I waited and waited and waited.

Finally, my wife and son reappeared. The salesman hadn't even noticed that she had left. He was still with his manager. My wife waited for a while in the showroom, and finally even she had had enough. Rather than go to the manager's office, where the two were playing their game of abuse the customer, she went to the front desk in the showroom and had the salesman paged.

That worked. Out he came, accompanied by the manager. The price clearly displayed on the front of the van, the manager said, was too low. It was for another model of the van and was used in error. However, they really wanted my wife's business and here was the best possible price for the van, as configured. My wife took the piece of paper proffered, bid the two adieu and left.

Total time expended, about 50 minutes. Total time the exercise should have taken, about 5 minutes. Chances of our buying the van at that dealership: ZERO.

Why a zero chance? Not because of the price. The price that was finally quoted wasn't that unrealistic for the van, configured as it was. No, we won't purchase there because of the incompetence displayed and the utter disdain for the customer's wishes and comfort.

If my idea of a good time was to be gagged and blindfolded, then flogged with a cat-o-nine-tails by a latex-clad dominatrix, this dealership might have appealed to me. Since that is not my 'thing,' we will buy our van elsewhere.

3 comments:

  1. LOL!! That is horrible!!! You should print this post and email it to them with a copy of the cancelled cheque you receive back from whichever dealership treats you better.
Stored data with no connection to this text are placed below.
// ABOUTME: Compiles placeholder-substitution template text into a reusable artifact
// ABOUTME: Translates <%= expr %> and ${expr} placeholders into a handlebars template

use super::error::{Result, TemplateError};

/// A compiled, immutable template artifact.
///
/// Holds the translated handlebars form of the source text together with the
/// binding properties it references and the helper operations it calls. Shared
/// across concurrent renders through `Arc`; owned by the template cache.
#[derive(Debug, Clone)]
pub struct CompiledTemplate {
    source: String,
    handlebars_source: String,
    template: handlebars::Template,
    properties: Vec<String>,
    operations: Vec<String>,
}

impl CompiledTemplate {
    /// The original template text this artifact was compiled from
    pub fn source(&self) -> &str {
        &self.source
    }

    /// The translated handlebars template
    pub fn handlebars_source(&self) -> &str {
        &self.handlebars_source
    }

    /// The parsed handlebars template, reused across renders
    pub fn template(&self) -> &handlebars::Template {
        &self.template
    }

    /// Binding property paths referenced by the template
    pub fn properties(&self) -> &[String] {
        &self.properties
    }

    /// Helper operations the template calls
    pub fn operations(&self) -> &[String] {
        &self.operations
    }
}

/// Compile template text into a [`CompiledTemplate`].
///
/// The template language supports `<%= expr %>` and `${expr}` placeholders
/// where `expr` is a binding property path (`firstname`, `user.name`) or a
/// helper call (`uuid()`, `env("HOME", "fallback")`). Script blocks
/// (`<% ... %>`) are rejected.
pub fn compile(source: &str) -> Result<CompiledTemplate> {
    let mut translated = String::with_capacity(source.len());
    let mut properties = Vec::new();
    let mut operations = Vec::new();

    let mut rest = source;
    loop {
        let tag = rest.find("<%");
        let dollar = rest.find("${");
        let next = match (tag, dollar) {
            (Some(t), Some(d)) => Some(if t < d { (t, true) } else { (d, false) }),
            (Some(t), None) => Some((t, true)),
            (None, Some(d)) => Some((d, false)),
            (None, None) => None,
        };

        let Some((at, is_tag)) = next else {
            push_literal(&mut translated, rest);
            break;
        };

        push_literal(&mut translated, &rest[..at]);
        rest = &rest[at..];

        let expr = if is_tag {
            if !rest.starts_with("<%=") {
                return Err(TemplateError::SyntaxError(
                    "script blocks (<% ... %>) are not supported; use <%= ... %> expressions"
                        .to_string(),
                ));
            }
            let body = &rest[3..];
            let end = find_closing_tag(body).ok_or_else(|| {
                TemplateError::SyntaxError("unterminated expression: missing %>".to_string())
            })?;
            rest = &body[end + 2..];
            &body[..end]
        } else {
            let body = &rest[2..];
            let end = find_closing_brace(body).ok_or_else(|| {
                TemplateError::SyntaxError("unterminated expression: missing }".to_string())
            })?;
            rest = &body[end + 1..];
            &body[..end]
        };

        translate_expression(expr.trim(), &mut translated, &mut properties, &mut operations)?;
    }

    // Parse once here; renders reuse the parsed template
    let template = handlebars::Template::compile(&translated)
        .map_err(|e| TemplateError::SyntaxError(e.to_string()))?;

    properties.sort();
    properties.dedup();
    operations.sort();
    operations.dedup();

    Ok(CompiledTemplate {
        source: source.to_string(),
        handlebars_source: translated,
        template,
        properties,
        operations,
    })
}

/// Append literal text, escaping anything handlebars would treat as a tag
fn push_literal(out: &mut String, literal: &str) {
    out.push_str(&literal.replace("{{", "\\{{"));
}

/// Find the index of the closing `%>` of a `<%= ... %>` placeholder, skipping
/// quoted sections so string arguments may contain `%>`
fn find_closing_tag(body: &str) -> Option<usize> {
    let bytes = body.as_bytes();
    let mut quote: Option<u8> = None;
    for (i, &c) in bytes.iter().enumerate() {
        match quote {
            Some(q) => {
                if c == q {
                    quote = None;
                }
            }
            None => match c {
                b'\'' | b'"' => quote = Some(c),
                b'%' if bytes.get(i + 1) == Some(&b'>') => return Some(i),
                _ => {}
            },
        }
    }
    None
}

/// Find the index of the closing `}` of a `${...}` placeholder, skipping
/// quoted sections so string arguments may contain `}`
fn find_closing_brace(body: &str) -> Option<usize> {
    let mut quote: Option<char> = None;
    for (i, c) in body.char_indices() {
        match quote {
            Some(q) => {
                if c == q {
                    quote = None;
                }
            }
            None => match c {
                '\'' | '"' => quote = Some(c),
                '}' => return Some(i),
                _ => {}
            },
        }
    }
    None
}

fn translate_expression(
    expr: &str,
    out: &mut String,
    properties: &mut Vec<String>,
    operations: &mut Vec<String>,
) -> Result<()> {
    if expr.is_empty() {
        return Err(TemplateError::SyntaxError(
            "empty placeholder expression".to_string(),
        ));
    }

    if let Some(open) = expr.find('(') {
        let name = expr[..open].trim();
        if !is_identifier(name) {
            return Err(TemplateError::SyntaxError(format!(
                "invalid operation name: {}",
                name
            )));
        }
        let close = expr.rfind(')').ok_or_else(|| {
            TemplateError::SyntaxError(format!("missing closing parenthesis in call: {}", expr))
        })?;
        if !expr[close + 1..].trim().is_empty() {
            return Err(TemplateError::SyntaxError(format!(
                "unexpected text after call: {}",
                expr
            )));
        }

        out.push_str("{{");
        out.push_str(name);
        for arg in split_arguments(&expr[open + 1..close])? {
            out.push(' ');
            translate_argument(&arg, out, properties)?;
        }
        out.push_str("}}");
        operations.push(name.to_string());
        return Ok(());
    }

    if !is_property_path(expr) {
        return Err(TemplateError::SyntaxError(format!(
            "invalid placeholder expression: {}",
            expr
        )));
    }

    out.push_str("{{");
    out.push_str(expr);
    out.push_str("}}");
    properties.push(expr.to_string());
    Ok(())
}

/// Split a call argument list on commas, honoring quoted strings
fn split_arguments(list: &str) -> Result<Vec<String>> {
    let mut args = Vec::new();
    let mut current = String::new();
    let mut quote: Option<char> = None;

    for c in list.chars() {
        match quote {
            Some(q) => {
                current.push(c);
                if c == q {
                    quote = None;
                }
            }
            None => match c {
                '\'' | '"' => {
                    quote = Some(c);
                    current.push(c);
                }
                ',' => {
                    args.push(current.trim().to_string());
                    current.clear();
                }
                _ => current.push(c),
            },
        }
    }
    if quote.is_some() {
        return Err(TemplateError::SyntaxError(format!(
            "unterminated string literal in arguments: {}",
            list
        )));
    }

    let tail = current.trim();
    if !tail.is_empty() {
        args.push(tail.to_string());
    } else if !args.is_empty() {
        return Err(TemplateError::SyntaxError(format!(
            "trailing comma in arguments: {}",
            list
        )));
    }
    Ok(args)
}

fn translate_argument(arg: &str, out: &mut String, properties: &mut Vec<String>) -> Result<()> {
    let quoted = (arg.starts_with('\'') && arg.ends_with('\'') && arg.len() >= 2)
        || (arg.starts_with('"') && arg.ends_with('"') && arg.len() >= 2);

    if quoted {
        let inner = &arg[1..arg.len() - 1];
        out.push('"');
        out.push_str(&inner.replace('\\', "\\\\").replace('"', "\\\""));
        out.push('"');
        return Ok(());
    }

    if arg.parse::<f64>().is_ok() {
        out.push_str(arg);
        return Ok(());
    }

    if is_property_path(arg) {
        out.push_str(arg);
        properties.push(arg.to_string());
        return Ok(());
    }

    Err(TemplateError::SyntaxError(format!(
        "invalid call argument: {}",
        arg
    )))
}

fn is_identifier(s: &str) -> bool {
    let mut chars = s.chars();
    match chars.next() {
        Some(c) if c.is_ascii_alphabetic() || c == '_' => {}
        _ => return false,
    }
    chars.all(|c| c.is_ascii_alphanumeric() || c == '_')
}

fn is_property_path(s: &str) -> bool {
    !s.is_empty() && s.split('.').all(is_identifier)
}

#[cfg(test)]
mod tests {
    use super::*;

    #[test]
    fn test_plain_text_passes_through() {
        let compiled = compile("no placeholders here").unwrap();
        assert_eq!(compiled.handlebars_source(), "no placeholders here");
        assert!(compiled.properties().is_empty());
        assert!(compiled.operations().is_empty());
    }

    #[test]
    fn test_expression_placeholder() {
        let compiled = compile("Dear <%= firstname %>").unwrap();
        assert_eq!(compiled.handlebars_source(), "Dear {{firstname}}");
        assert_eq!(compiled.properties(), ["firstname"]);
    }

    #[test]
    fn test_dollar_brace_placeholder() {
        let compiled = compile("Hello ${user.name}!").unwrap();
        assert_eq!(compiled.handlebars_source(), "Hello {{user.name}}!");
        assert_eq!(compiled.properties(), ["user.name"]);
    }

    #[test]
    fn test_operation_call_with_arguments() {
        let compiled = compile("home is <%= env(\"HOME\", \"unset\") %>").unwrap();
        assert_eq!(
            compiled.handlebars_source(),
            "home is {{env \"HOME\" \"unset\"}}"
        );
        assert_eq!(compiled.operations(), ["env"]);
        assert!(compiled.properties().is_empty());
    }

    #[test]
    fn test_call_with_property_argument() {
        let compiled = compile("<%= env(varname) %>").unwrap();
        assert_eq!(compiled.handlebars_source(), "{{env varname}}");
        assert_eq!(compiled.properties(), ["varname"]);
        assert_eq!(compiled.operations(), ["env"]);
    }

    #[test]
    fn test_script_block_rejected() {
        let err = compile("<% def x = 1 %>").unwrap_err();
        assert!(matches!(err, TemplateError::SyntaxError(_)));
        assert!(err.to_string().contains("script blocks"));
    }

    #[test]
    fn test_unterminated_expression() {
        assert!(compile("Dear <%= firstname").is_err());
        assert!(compile("Hello ${name").is_err());
    }

    #[test]
    fn test_literal_braces_are_escaped() {
        let compiled = compile("not a tag: {{name}}").unwrap();
        assert_eq!(compiled.handlebars_source(), "not a tag: \\{{name}}");
        assert!(compiled.properties().is_empty());
    }

    #[test]
    fn test_duplicate_references_deduplicated() {
        let compiled = compile("<%= a %> and <%= a %> and <%= b %>").unwrap();
        assert_eq!(compiled.properties(), ["a", "b"]);
    }

    #[test]
    fn test_brace_inside_quoted_argument() {
        let compiled = compile("${env(\"WEIRD}NAME\")}").unwrap();
        assert_eq!(compiled.handlebars_source(), "{{env \"WEIRD}NAME\"}}");
    }

    #[test]
    fn test_tag_close_inside_quoted_argument() {
        let compiled = compile("<%= env(\"a%>b\") %>").unwrap();
        assert_eq!(compiled.handlebars_source(), "{{env \"a%>b\"}}");
        assert_eq!(compiled.operations(), ["env"]);
    }

    #[test]
    fn test_empty_source_compiles() {
        let compiled = compile("").unwrap();
        assert_eq!(compiled.handlebars_source(), "");
    }

    #[test]
    fn test_invalid_expression() {
        assert!(compile("<%= 1 + 2 %>").is_err());
        assert!(compile("<%= %>").is_err());
    }
}
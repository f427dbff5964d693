// ABOUTME: Template module for the stencil rendering step
// ABOUTME: Provides template compilation, rendering, and built-in helpers

pub mod compiler;
pub mod engine;
pub mod error;
pub mod helpers;

pub use compiler::{compile, CompiledTemplate};
pub use engine::TemplateEngine;
pub use error::{Result, TemplateError};
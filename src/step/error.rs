// ABOUTME: Hard-failure error types for the rendering step
// ABOUTME: Argument and file errors that abort the calling pipeline step

use thiserror::Error;

/// Name the step is registered under in pipeline scripts
pub const STEP_NAME: &str = "renderTemplate";

/// Validation failures that abort the calling step. Render-time failures are
/// never reported this way; they are captured into the returned text instead.
#[derive(Error, Debug)]
pub enum StepError {
    #[error("renderTemplate can take either a file or inline text, not both")]
    TooManyArguments,

    #[error("renderTemplate requires a bindings map")]
    MissingBindings,

    #[error("template file not found: {path}")]
    FileNotFound { path: String },

    #[error("template file is a directory: {path}")]
    FileIsDirectory { path: String },

    #[error("failed to read template file {path}: {source}")]
    ReadFailed {
        path: String,
        #[source]
        source: std::io::Error,
    },
}

pub type Result<T> = std::result::Result<T, StepError>;
// ABOUTME: Step input surface for one template rendering invocation
// ABOUTME: Holds the template source, bindings, and sandbox flag

use serde::Deserialize;
use serde_json::{Map, Value};

/// Input to one invocation of the rendering step.
///
/// Exactly one of `file` and `text` may be set (blank values count as unset).
/// `bindings` must be present, though it may be empty. The sandbox flag
/// defaults to off, which selects the script-approval path.
#[derive(Debug, Clone, Default, Deserialize)]
pub struct TemplateRequest {
    #[serde(default)]
    pub file: Option<String>,

    #[serde(default)]
    pub text: Option<String>,

    #[serde(default)]
    pub bindings: Option<Map<String, Value>>,

    #[serde(default, alias = "runInSandbox")]
    pub run_in_sandbox: bool,
}

impl TemplateRequest {
    pub fn new() -> Self {
        Self::default()
    }

    pub fn with_file(mut self, file: impl Into<String>) -> Self {
        self.file = Some(file.into());
        self
    }

    pub fn with_text(mut self, text: impl Into<String>) -> Self {
        self.text = Some(text.into());
        self
    }

    pub fn with_bindings(mut self, bindings: Map<String, Value>) -> Self {
        self.bindings = Some(bindings);
        self
    }

    /// Convenience for an empty (but present) bindings map
    pub fn with_empty_bindings(mut self) -> Self {
        self.bindings = Some(Map::new());
        self
    }

    pub fn in_sandbox(mut self, sandboxed: bool) -> Self {
        self.run_in_sandbox = sandboxed;
        self
    }
}
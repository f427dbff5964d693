// ABOUTME: Sandboxed execution boundary for template rendering
// ABOUTME: Checks template operations against an allowlist before the render runs

use std::collections::HashSet;
use thiserror::Error;

use crate::template::{self, TemplateError};

#[derive(Error, Debug)]
pub enum SandboxError {
    #[error("Sandbox rejected operation: {operation} is not on the allowlist")]
    SecurityRejection { operation: String },

    #[error(transparent)]
    Render(#[from] TemplateError),
}

pub type Result<T> = std::result::Result<T, SandboxError>;

/// Operations a sandboxed template is permitted to call.
#[derive(Debug, Clone, Default)]
pub struct Allowlist {
    operations: HashSet<String>,
}

impl Allowlist {
    pub fn empty() -> Self {
        Self::default()
    }

    /// The standard allowlist: pure helpers only. Host-touching operations
    /// (env, hostname, file_exists) must be permitted explicitly.
    pub fn standard() -> Self {
        Self::empty()
            .permit("timestamp")
            .permit("uuid")
            .permit("base64_encode")
            .permit("base64_decode")
    }

    pub fn permit(mut self, operation: &str) -> Self {
        self.operations.insert(operation.to_string());
        self
    }

    pub fn permits(&self, operation: &str) -> bool {
        self.operations.contains(operation)
    }
}

/// Isolation boundary for sandboxed renders. Injected into the step so test
/// doubles can stand in for the real interception.
pub trait Sandbox: Send + Sync {
    /// Run a render under the allowlist. `operations` lists every operation
    /// the template body calls; a disallowed one fails the render.
    fn run_isolated(
        &self,
        allowlist: &Allowlist,
        operations: &[String],
        render: &mut dyn FnMut() -> template::Result<String>,
    ) -> Result<String>;
}

/// Default sandbox: rejects any operation outside the allowlist, then lets
/// the render run to completion.
pub struct InterceptingSandbox;

impl Sandbox for InterceptingSandbox {
    fn run_isolated(
        &self,
        allowlist: &Allowlist,
        operations: &[String],
        render: &mut dyn FnMut() -> template::Result<String>,
    ) -> Result<String> {
        for operation in operations {
            if !allowlist.permits(operation) {
                return Err(SandboxError::SecurityRejection {
                    operation: operation.clone(),
                });
            }
        }
        Ok(render()?)
    }
}

/// Sandbox that performs no interception at all. Useful in tests and for
/// embedders that gate templates elsewhere.
pub struct PermissiveSandbox;

impl Sandbox for PermissiveSandbox {
    fn run_isolated(
        &self,
        _allowlist: &Allowlist,
        _operations: &[String],
        render: &mut dyn FnMut() -> template::Result<String>,
    ) -> Result<String> {
        Ok(render()?)
    }
}

#[cfg(test)]
mod tests {
    use super::*;

    #[test]
    fn test_standard_allowlist() {
        let allowlist = Allowlist::standard();
        assert!(allowlist.permits("uuid"));
        assert!(allowlist.permits("timestamp"));
        assert!(!allowlist.permits("env"));
        assert!(!allowlist.permits("hostname"));
    }

    #[test]
    fn test_permit_extends_allowlist() {
        let allowlist = Allowlist::standard().permit("env");
        assert!(allowlist.permits("env"));
    }

    #[test]
    fn test_disallowed_operation_rejected_before_render() {
        let sandbox = InterceptingSandbox;
        let mut ran = false;
        let result = sandbox.run_isolated(
            &Allowlist::standard(),
            &["env".to_string()],
            &mut || {
                ran = true;
                Ok("should not happen".to_string())
            },
        );

        assert!(!ran);
        let err = result.unwrap_err();
        assert_eq!(
            err.to_string(),
            "Sandbox rejected operation: env is not on the allowlist"
        );
    }

    #[test]
    fn test_allowed_operations_render() {
        let sandbox = InterceptingSandbox;
        let result = sandbox.run_isolated(
            &Allowlist::standard(),
            &["uuid".to_string()],
            &mut || Ok("rendered".to_string()),
        );
        assert_eq!(result.unwrap(), "rendered");
    }

    #[test]
    fn test_permissive_sandbox_ignores_allowlist() {
        let sandbox = PermissiveSandbox;
        let result = sandbox.run_isolated(&Allowlist::empty(), &["env".to_string()], &mut || {
            Ok("rendered".to_string())
        });
        assert_eq!(result.unwrap(), "rendered");
    }
}
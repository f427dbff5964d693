// ABOUTME: Script approval authority for unrestricted template execution
// ABOUTME: Records unapproved template text as pending until an administrator signs off

use std::collections::HashSet;
use std::sync::Mutex;
use thiserror::Error;

/// Language identifier recorded with pending scripts
pub const TEMPLATE_LANGUAGE: &str = "stencil-template";

#[derive(Error, Debug)]
pub enum ApprovalError {
    #[error("script not yet approved for use; an administrator must approve it")]
    Pending,
}

pub type Result<T> = std::result::Result<T, ApprovalError>;

/// Context of the invocation requesting approval, recorded alongside the
/// pending script so an administrator can see where it came from.
#[derive(Debug, Clone, Default)]
pub struct ApprovalContext {
    pub job: Option<String>,
}

impl ApprovalContext {
    pub fn for_job(job: impl Into<String>) -> Self {
        Self {
            job: Some(job.into()),
        }
    }
}

/// A script recorded as awaiting administrator approval
#[derive(Debug, Clone, PartialEq, Eq)]
pub struct PendingScript {
    pub text: String,
    pub language: String,
    pub job: Option<String>,
}

/// Gate for unrestricted (non-sandboxed) template execution.
pub trait ApprovalAuthority: Send + Sync {
    /// Idempotent: succeeds silently when `text` is already approved,
    /// otherwise records it as pending and returns [`ApprovalError::Pending`].
    fn ensure_approved(&self, text: &str, language: &str, context: &ApprovalContext)
        -> Result<()>;
}

struct ApprovalState {
    approved: HashSet<String>,
    pending: Vec<PendingScript>,
}

pub struct InMemoryApprovals {
    state: Mutex<ApprovalState>,
    auto_approve: bool,
}

impl InMemoryApprovals {
    pub fn new() -> Self {
        Self {
            state: Mutex::new(ApprovalState {
                approved: HashSet::new(),
                pending: Vec::new(),
            }),
            auto_approve: false,
        }
    }

    /// An authority that approves every script. For embedders (and the CLI)
    /// that do not gate unrestricted templates.
    pub fn auto_approve() -> Self {
        Self {
            auto_approve: true,
            ..Self::new()
        }
    }

    /// Administrator action: approve a script text and clear it from pending
    pub fn approve(&self, text: &str) {
        let mut state = self.state.lock().expect("approval state lock poisoned");
        state.approved.insert(text.to_string());
        state.pending.retain(|p| p.text != text);
    }

    pub fn is_approved(&self, text: &str) -> bool {
        self.auto_approve
            || self
                .state
                .lock()
                .expect("approval state lock poisoned")
                .approved
                .contains(text)
    }

    /// Scripts currently awaiting approval
    pub fn pending(&self) -> Vec<PendingScript> {
        self.state
            .lock()
            .expect("approval state lock poisoned")
            .pending
            .clone()
    }
}

impl Default for InMemoryApprovals {
    fn default() -> Self {
        Self::new()
    }
}

impl ApprovalAuthority for InMemoryApprovals {
    fn ensure_approved(
        &self,
        text: &str,
        language: &str,
        context: &ApprovalContext,
    ) -> Result<()> {
        if self.auto_approve {
            return Ok(());
        }

        let mut state = self.state.lock().expect("approval state lock poisoned");
        if state.approved.contains(text) {
            return Ok(());
        }

        if !state.pending.iter().any(|p| p.text == text) {
            state.pending.push(PendingScript {
                text: text.to_string(),
                language: language.to_string(),
                job: context.job.clone(),
            });
        }
        Err(ApprovalError::Pending)
    }
}

#[cfg(test)]
mod tests {
    use super::*;

    #[test]
    fn test_unapproved_script_goes_pending() {
        let approvals = InMemoryApprovals::new();
        let result =
            approvals.ensure_approved("<%= a %>", TEMPLATE_LANGUAGE, &ApprovalContext::default());

        assert!(matches!(result, Err(ApprovalError::Pending)));
        let pending = approvals.pending();
        assert_eq!(pending.len(), 1);
        assert_eq!(pending[0].text, "<%= a %>");
        assert_eq!(pending[0].language, TEMPLATE_LANGUAGE);
    }

    #[test]
    fn test_ensure_approved_is_idempotent() {
        let approvals = InMemoryApprovals::new();
        let context = ApprovalContext::for_job("nightly-build");
        for _ in 0..3 {
            let _ = approvals.ensure_approved("<%= a %>", TEMPLATE_LANGUAGE, &context);
        }

        let pending = approvals.pending();
        assert_eq!(pending.len(), 1);
        assert_eq!(pending[0].job.as_deref(), Some("nightly-build"));
    }

    #[test]
    fn test_approval_clears_pending() {
        let approvals = InMemoryApprovals::new();
        let _ = approvals.ensure_approved("<%= a %>", TEMPLATE_LANGUAGE, &ApprovalContext::default());

        approvals.approve("<%= a %>");
        assert!(approvals.is_approved("<%= a %>"));
        assert!(approvals.pending().is_empty());
        assert!(approvals
            .ensure_approved("<%= a %>", TEMPLATE_LANGUAGE, &ApprovalContext::default())
            .is_ok());
    }

    #[test]
    fn test_auto_approve() {
        let approvals = InMemoryApprovals::auto_approve();
        assert!(approvals
            .ensure_approved("anything", TEMPLATE_LANGUAGE, &ApprovalContext::default())
            .is_ok());
        assert!(approvals.pending().is_empty());
    }
}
    What a bunch of nincompoops.

    urgh..

    You trying to make this purchase easy on them.. ironic, isn't it? It infuriates me when there is a large chunk of money to be spent that those that seemingly want it will treat the transaction like I'm buying bubble-gum from the slow-ass-chatter-box-on-the-phone-gas-station-attendant.

    ReplyDelete
  2. Perhaps next time, you should choose a dealer that is not/doesn't hire mentally disabled salespeople.
    WTF other kind of salesman would quibble and drag out/dawdle over a cash-offer deal!?
    Here's what I would have said (loud enough for everyone in the showroom to hear) after the second line of bullcrap was handed me instead of a price:
    "Are you freaking deaf, or don't you speak English!? Listen very carefully, because I will not ask this again: (Repeat your offer). Now, you can give me your best price, or we will walk out of here, and find someone that will. Your choice!"
    This may violate some of your personal standards or rules of ettiquette and protocol, but most people out there have been SO dumbed down by pubic screw-ool socialist propaganda, they have to be mentally spanked like this to get their brain to function.

    ReplyDelete
  3. I have been known, on occasion, to do much of what you have suggested here. Sometimes, though, I simply observe and listen, and wonder how the human race can be so horribly screwed up.

    Mostly, my curiosity makes me hang around to see how the situation will unfold. It's somewhat akin to not being able to look away at the scene of an accident. It is both dreadful and fascinating. Human behaviour is often irrational and counterproductive. Sad, but true.